About this task → In the material below, transcribe every line from the first through the line holding "the polite pools.", exactly, and stop after that line.

── Material shown

/// Provider selection and per-provider rules.
#[derive(Debug, Clone, PartialEq, Eq, Serialize, Deserialize)]
#[serde(default)]
pub struct ProviderSettings {
    /// First provider tried for ISBNs.
    pub primary_isbn: ProviderKind,
    /// Provider tried when the primary finds nothing.
    pub secondary_isbn: Option<ProviderKind>,
    /// Contact details for the polite pools.
    pub polite: Option<PoliteSettings>,
    /// Crossref rules (DOIs).
    pub crossref: ProviderRules,
    /// Open Library rules (ISBNs).
    pub openlibrary: ProviderRules,
    /// Google Books rules (ISBNs).
    pub googlebooks: ProviderRules,
}

impl ProviderSettings {
    /// Rules for `kind`.
    #[must_use]
    pub fn rules(&self, kind: ProviderKind) -> &ProviderRules {
        match kind {
            ProviderKind::Crossref => &self.crossref,
            ProviderKind::OpenLibrary => &self.openlibrary,
            ProviderKind::GoogleBooks => &self.googlebooks,
        }
    }
}

impl Default for ProviderSettings {
    fn default() -> Self {
        Self {
            primary_isbn: ProviderKind::OpenLibrary,
            secondary_isbn: Some(ProviderKind::GoogleBooks),
            polite: None,
            crossref: ProviderRules::new(
                "https://api.crossref.org/works/",
                "",
                &[
                    ("type", "type@"),
                    ("title", "title.0@"),
                    ("author", "author.*.[family,given]"),
                    ("year", "published.date-parts.0.0|issued.date-parts.0.0"),
                    ("month", "published.date-parts.0.1|issued.date-parts.0.1"),
                    ("day", "published.date-parts.0@|issued.date-parts.0@"),
                    ("journal", "container-title.0"),
                    ("abbreviated-journal", "short-container-title.0"),
                    ("volume", "volume"),
                    ("issue", "issue"),
                    ("page", "page"),
                    ("publisher", "publisher"),
                    ("abstract", "abstract@"),
                    ("cited-dois", "reference.*.DOI"),
                ],
            ),
            openlibrary: ProviderRules::new(
                "https://openlibrary.org/search.json?isbn=",
                "docs.0",
                &[
                    ("type", "type@"),
                    ("title", "title@"),
                    ("author", "author_name@"),
                    ("year", "first_publish_year@"),
                    ("month", "publish_date.0@"),
                    ("day", "publish_date.0@"),
                    ("publisher", "publisher.0"),
                ],
            ),
            googlebooks: ProviderRules::new(
                "https://www.googleapis.com/books/v1/volumes?q=isbn:",
                "items.0",
                &[
                    ("type", "kind@"),
                    ("title", "volumeInfo.[title,subtitle]@"),
                    ("author", "volumeInfo.authors@"),
                    ("year", "volumeInfo.publishedDate@"),
                    ("month", "volumeInfo.publishedDate@"),
                    ("day", "volumeInfo.publishedDate@"),
                    ("publisher", "volumeInfo.publisher"),
                    ("page", "volumeInfo.pageCount"),
                ],
            ),
        }
    }
}

/// Log output.
#[derive(Debug, Clone, PartialEq, Eq, Serialize, Deserialize)]
#[serde(default)]
pub struct LoggingSettings {
    /// Default filter level (`error`, `warn`, `info`, `debug`, `trace`).
    pub level: String,
    /// Optional plain-text log file.
    pub file: Option<PathBuf>,
}

impl Default for LoggingSettings {
    fn default() -> Self {
        Self { level: "info".to_string(), file: None }
    }
}
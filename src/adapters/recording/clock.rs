//! Recording adapter for the `Clock` port.

use std::sync::{Arc, Mutex};

use chrono::{DateTime, Utc};

use super::record_interaction;
use crate::cassette::recorder::CassetteRecorder;
use crate::ports::Clock;

/// Records clock readings while delegating to an inner implementation.
pub struct RecordingClock {
    inner: Box<dyn Clock>,
    recorder: Arc<Mutex<CassetteRecorder>>,
}

impl RecordingClock {
    /// Creates a new recording clock wrapping the given implementation.
    pub fn new(inner: Box<dyn Clock>, recorder: Arc<Mutex<CassetteRecorder>>) -> Self {
        Self { inner, recorder }
    }
}

impl Clock for RecordingClock {
    fn now(&self) -> DateTime<Utc> {
        let result = self.inner.now();
        record_interaction(&self.recorder, "clock", "now", &(), &result);
        result
    }
}

#[cfg(test)]
mod tests {
    use super::*;
    use crate::cassette::format::Cassette;
    use crate::testing::FixedClock;
    use chrono::TimeZone;

    #[test]
    fn records_now_interaction() {
        let dir = tempfile::tempdir().unwrap();
        let path = dir.path().join("clock.cassette.yaml");
        let recorder = Arc::new(Mutex::new(CassetteRecorder::new(&path, "test")));

        let instant = Utc.with_ymd_and_hms(2024, 6, 15, 10, 30, 0).unwrap();
        let clock = RecordingClock::new(Box::new(FixedClock(instant)), Arc::clone(&recorder));
        assert_eq!(clock.now(), instant);

        recorder.lock().unwrap().finish().unwrap();
        let cassette = Cassette::parse(&std::fs::read_to_string(&path).unwrap()).unwrap();
        assert_eq!(cassette.interactions[0].port, "clock");
        assert_eq!(cassette.interactions[0].output, serde_json::json!("2024-06-15T10:30:00Z"));
    }
}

────

Worked solution →
/// Provider selection and per-provider rules.
#[derive(Debug, Clone, PartialEq, Eq, Serialize, Deserialize)]
#[serde(default)]
pub struct ProviderSettings {
    /// First provider tried for ISBNs.
    pub primary_isbn: ProviderKind,
    /// Provider tried when the primary finds nothing.
    pub secondary_isbn: Option<ProviderKind>,
    /// Contact details for the polite pools.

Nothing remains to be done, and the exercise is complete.